Copy, exactly and without additions, every line in the records below from the one holding "pub fn new(model: M, device: B::Device)" through the one holding "pub fn preprocess(&self, frame: &Frame<'_>)", both ends included.
BEGIN Study material
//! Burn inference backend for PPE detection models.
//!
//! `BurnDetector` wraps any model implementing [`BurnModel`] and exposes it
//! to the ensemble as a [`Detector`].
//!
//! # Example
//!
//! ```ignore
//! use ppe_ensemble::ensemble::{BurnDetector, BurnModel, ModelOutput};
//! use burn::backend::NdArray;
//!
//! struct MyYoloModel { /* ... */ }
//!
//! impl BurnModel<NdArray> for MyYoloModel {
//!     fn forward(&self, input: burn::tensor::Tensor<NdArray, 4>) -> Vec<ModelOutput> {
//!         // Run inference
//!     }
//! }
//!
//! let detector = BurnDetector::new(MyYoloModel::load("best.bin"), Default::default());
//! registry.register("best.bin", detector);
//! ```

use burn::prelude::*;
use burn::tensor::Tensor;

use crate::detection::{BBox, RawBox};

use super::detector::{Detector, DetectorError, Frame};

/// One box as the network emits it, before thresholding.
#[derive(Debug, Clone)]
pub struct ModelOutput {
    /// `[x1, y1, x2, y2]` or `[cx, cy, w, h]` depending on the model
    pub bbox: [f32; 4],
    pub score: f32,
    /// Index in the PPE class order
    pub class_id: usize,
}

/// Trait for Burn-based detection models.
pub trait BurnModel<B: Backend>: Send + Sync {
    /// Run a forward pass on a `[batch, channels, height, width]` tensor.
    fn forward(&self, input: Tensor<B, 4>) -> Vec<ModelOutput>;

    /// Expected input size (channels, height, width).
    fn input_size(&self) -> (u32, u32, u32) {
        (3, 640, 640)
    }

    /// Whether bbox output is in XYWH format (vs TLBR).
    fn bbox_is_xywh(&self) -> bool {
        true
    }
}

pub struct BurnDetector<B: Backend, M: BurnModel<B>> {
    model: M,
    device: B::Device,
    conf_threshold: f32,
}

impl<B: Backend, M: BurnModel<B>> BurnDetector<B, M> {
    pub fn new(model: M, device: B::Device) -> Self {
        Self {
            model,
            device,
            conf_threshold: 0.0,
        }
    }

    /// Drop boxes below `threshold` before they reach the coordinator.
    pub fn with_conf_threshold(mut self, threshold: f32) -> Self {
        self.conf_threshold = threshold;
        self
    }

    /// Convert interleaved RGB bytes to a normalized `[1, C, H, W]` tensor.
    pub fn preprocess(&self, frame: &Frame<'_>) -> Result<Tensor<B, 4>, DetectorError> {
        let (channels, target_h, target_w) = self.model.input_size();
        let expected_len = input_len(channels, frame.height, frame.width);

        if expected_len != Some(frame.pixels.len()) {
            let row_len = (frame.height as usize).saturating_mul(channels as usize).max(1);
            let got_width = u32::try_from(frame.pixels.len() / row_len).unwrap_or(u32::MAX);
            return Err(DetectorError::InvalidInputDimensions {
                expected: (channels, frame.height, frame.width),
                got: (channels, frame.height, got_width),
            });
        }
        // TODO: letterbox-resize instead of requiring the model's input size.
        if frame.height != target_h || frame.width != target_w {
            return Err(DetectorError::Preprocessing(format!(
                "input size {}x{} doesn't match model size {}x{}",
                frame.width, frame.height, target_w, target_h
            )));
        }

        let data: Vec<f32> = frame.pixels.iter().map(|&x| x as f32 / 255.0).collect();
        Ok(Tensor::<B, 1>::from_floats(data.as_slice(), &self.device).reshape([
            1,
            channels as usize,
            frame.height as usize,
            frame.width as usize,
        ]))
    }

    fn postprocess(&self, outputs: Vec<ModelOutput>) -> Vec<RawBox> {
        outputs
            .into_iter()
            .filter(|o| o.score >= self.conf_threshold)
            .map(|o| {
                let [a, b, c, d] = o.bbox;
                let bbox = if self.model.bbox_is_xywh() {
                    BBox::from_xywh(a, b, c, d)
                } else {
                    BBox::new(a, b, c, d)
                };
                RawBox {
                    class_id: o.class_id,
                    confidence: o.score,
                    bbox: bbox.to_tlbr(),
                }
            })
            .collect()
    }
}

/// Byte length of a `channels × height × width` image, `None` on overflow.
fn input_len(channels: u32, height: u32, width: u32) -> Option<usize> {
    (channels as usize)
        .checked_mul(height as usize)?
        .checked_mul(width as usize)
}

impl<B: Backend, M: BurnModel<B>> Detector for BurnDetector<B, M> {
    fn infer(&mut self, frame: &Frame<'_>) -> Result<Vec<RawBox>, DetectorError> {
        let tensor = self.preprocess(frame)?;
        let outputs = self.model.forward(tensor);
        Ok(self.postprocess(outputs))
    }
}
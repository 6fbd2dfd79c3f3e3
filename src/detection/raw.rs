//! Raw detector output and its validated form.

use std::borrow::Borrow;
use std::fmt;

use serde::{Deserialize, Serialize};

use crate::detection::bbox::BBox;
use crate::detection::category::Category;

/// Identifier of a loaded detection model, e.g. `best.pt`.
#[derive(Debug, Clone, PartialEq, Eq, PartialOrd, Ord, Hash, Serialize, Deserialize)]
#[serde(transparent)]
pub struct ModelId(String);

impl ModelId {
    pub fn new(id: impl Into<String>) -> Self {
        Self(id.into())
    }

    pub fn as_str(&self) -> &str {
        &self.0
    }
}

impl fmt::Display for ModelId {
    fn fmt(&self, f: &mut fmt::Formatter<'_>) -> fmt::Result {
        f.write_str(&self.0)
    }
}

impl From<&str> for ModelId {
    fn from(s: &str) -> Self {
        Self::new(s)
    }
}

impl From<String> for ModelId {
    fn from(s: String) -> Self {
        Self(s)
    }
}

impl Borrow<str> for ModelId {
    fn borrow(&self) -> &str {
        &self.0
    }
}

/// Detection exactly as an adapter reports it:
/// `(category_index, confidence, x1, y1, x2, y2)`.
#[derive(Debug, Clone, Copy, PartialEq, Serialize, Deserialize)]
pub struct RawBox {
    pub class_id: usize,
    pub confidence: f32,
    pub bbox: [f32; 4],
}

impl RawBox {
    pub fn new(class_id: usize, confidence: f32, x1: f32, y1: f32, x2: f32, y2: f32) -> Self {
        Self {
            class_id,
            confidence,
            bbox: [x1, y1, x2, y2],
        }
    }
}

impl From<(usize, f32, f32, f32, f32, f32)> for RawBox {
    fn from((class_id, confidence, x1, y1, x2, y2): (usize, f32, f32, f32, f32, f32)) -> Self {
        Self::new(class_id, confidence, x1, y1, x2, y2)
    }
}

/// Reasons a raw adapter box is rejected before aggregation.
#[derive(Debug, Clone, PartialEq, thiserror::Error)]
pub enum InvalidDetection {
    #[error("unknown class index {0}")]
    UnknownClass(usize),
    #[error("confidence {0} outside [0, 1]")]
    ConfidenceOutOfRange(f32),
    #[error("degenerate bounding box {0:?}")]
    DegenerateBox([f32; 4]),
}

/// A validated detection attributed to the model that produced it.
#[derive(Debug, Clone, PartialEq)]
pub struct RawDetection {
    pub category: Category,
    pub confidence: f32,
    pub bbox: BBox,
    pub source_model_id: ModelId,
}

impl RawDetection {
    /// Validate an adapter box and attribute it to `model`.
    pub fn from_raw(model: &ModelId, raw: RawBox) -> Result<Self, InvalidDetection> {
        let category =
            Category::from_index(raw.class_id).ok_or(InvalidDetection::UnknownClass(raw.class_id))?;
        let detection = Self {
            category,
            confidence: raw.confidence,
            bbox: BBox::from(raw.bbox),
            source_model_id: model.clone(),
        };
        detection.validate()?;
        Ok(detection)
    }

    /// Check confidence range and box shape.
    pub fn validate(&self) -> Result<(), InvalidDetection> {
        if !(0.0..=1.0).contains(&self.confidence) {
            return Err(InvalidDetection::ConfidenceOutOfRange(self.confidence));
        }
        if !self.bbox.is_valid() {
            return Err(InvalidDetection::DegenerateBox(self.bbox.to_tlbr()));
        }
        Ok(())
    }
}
END Study material
**Written response:**
    pub fn new(model: M, device: B::Device) -> Self {
        Self {
            model,
            device,
            conf_threshold: 0.0,
        }
    }

    /// Drop boxes below `threshold` before they reach the coordinator.
    pub fn with_conf_threshold(mut self, threshold: f32) -> Self {
        self.conf_threshold = threshold;
        self
    }

    /// Convert interleaved RGB bytes to a normalized `[1, C, H, W]` tensor.
    pub fn preprocess(&self, frame: &Frame<'_>) -> Result<Tensor<B, 4>, DetectorError> {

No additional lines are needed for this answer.